Ungkapan ini telah disebutkan oleh sejumlah ulama ahli bahasa, antara lain:

1. Abu Hilal Al Askari[4].

2. Abu Manshur Ats Tsa’alibi[5].

3. Abul Fadhl Al-Maidani[6]

Maksud dari kalimat di atas adalah bahwa ketika seseorang menangani sesuatu hendaknya dilakukan secara bertahap. Ia menempuh cara yang ringan, kemudian cara yang lebih sulit. Tidaklah seseorang menempuh cara yang sulit dalam memperbaiki sesuatu melainkan apabila cara yang mudah tidak bermanfaat.

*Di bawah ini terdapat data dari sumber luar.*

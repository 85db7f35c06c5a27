use crate::config::AppConfig;
use crate::db::{seed, MemoryStore, Store};
use crate::domain::models::User;
use crate::state::{AppState, SharedState};
use crate::web::auth::SharedSecret;
use crate::web::session::{sign_session, Session, SessionUser, SESSION_COOKIE};
use axum::body::{to_bytes, Body};
use axum::http::{header, Request};
use axum::response::Response;
use axum::Router;
use serde_json::Value;
use std::sync::Arc;
use tower::ServiceExt;

pub struct TestApp {
    pub router: Router,
    pub state: SharedState,
    /// Same tables as `state.store`, for test-only hooks.
    pub memory: MemoryStore,
}

impl TestApp {
    /// Router over a [`MemoryStore`] loaded with the demo dataset.
    pub async fn seeded() -> Self {
        let store = MemoryStore::new();
        seed::seed_all(&store).await.unwrap();
        let config = AppConfig::from_vars(|_| None).unwrap();
        let secret = SharedSecret::new(&config.shared_password).unwrap();
        let shared: Arc<dyn Store> = Arc::new(store.clone());
        let state: SharedState = Arc::new(AppState::new(&config, shared, secret));
        Self {
            router: super::routes(state.clone()),
            state,
            memory: store,
        }
    }

    pub async fn call(&self, request: Request<Body>) -> Response {
        self.router.clone().oneshot(request).await.unwrap()
    }

    pub async fn user(&self, email: &str) -> User {
        self.state.store.get_user_by_email(email).await.unwrap().unwrap()
    }

    /// `session=<token>` for an existing account, skipping the login route.
    pub async fn cookie_for(&self, email: &str) -> String {
        let user = self.user(email).await;
        let token = sign_session(&Session::new(SessionUser::from(&user)), &self.state.session_key)
            .unwrap();
        format!("{SESSION_COOKIE}={token}")
    }
}

pub fn request(method: &str, uri: &str, cookie: Option<&str>) -> Request<Body> {
    let mut builder = Request::builder().method(method).uri(uri);
    if let Some(cookie) = cookie {
        builder = builder.header(header::COOKIE, cookie);
    }
    builder.body(Body::empty()).unwrap()
}

pub fn json_request(method: &str, uri: &str, cookie: Option<&str>, body: Value) -> Request<Body> {
    let mut builder = Request::builder()
        .method(method)
        .uri(uri)
        .header(header::CONTENT_TYPE, "application/json");
    if let Some(cookie) = cookie {
        builder = builder.header(header::COOKIE, cookie);
    }
    builder.body(Body::from(body.to_string())).unwrap()
}

pub async fn body_json(response: Response) -> Value {
    let bytes = to_bytes(response.into_body(), usize::MAX).await.unwrap();
    serde_json::from_slice(&bytes).unwrap()
}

Penerapan Mutiara Kata tersebut.

Berikut ini ada beberapa contoh penerapan dari kalimat tersebut:

1. Dalam Menjawab Soal-soal Ujian.

Kalimat tersebut dapat diterapkan ketika seseorang menjawab soal-soal ujian. Jika memungkinkan baginya untuk memilih dalam menjawabnya, maka ia menjawab soal yang mudah terlebih dahulu. Setelah soal yang mudah terselesaikan, maka ia menjawab soal yang dianggapnya sulit. Sedangkan apabila ia menjawab pertanyaan yang sulit dulu, mungkin waktunya akan habis untuk mengerjakannya, sedangkan soal yang mudah belum terjawab.

2. Dalam Medis.

Apabila ada seorang pasien datang kepada seorang dokter menyampaikan tentang keluhannya pada salah satu anggota badannya, maka ia tidak langsung mengatakan: "Saya rekomendasikan untuk amputasi ya!". Akan tetapi ia menanganinya dengan memberikan obat dulu. Jika tidak berpengaruh, maka meningkatkan dosisnya atau mengganti jenisnya. Jika belum maksimal hasilnya, maka akan diperintahkan untuk ke radiologi melakukan foto rontgen atau dengan Ct Scan. Apabila belum nampak hasilnya, maka dengan MRI (Magnetic Resonance Imaging). Seorang dokter tidak menangani pasien langsung dengan amputasi, kecuali sebagai jalan terakhir yang ia tempuh.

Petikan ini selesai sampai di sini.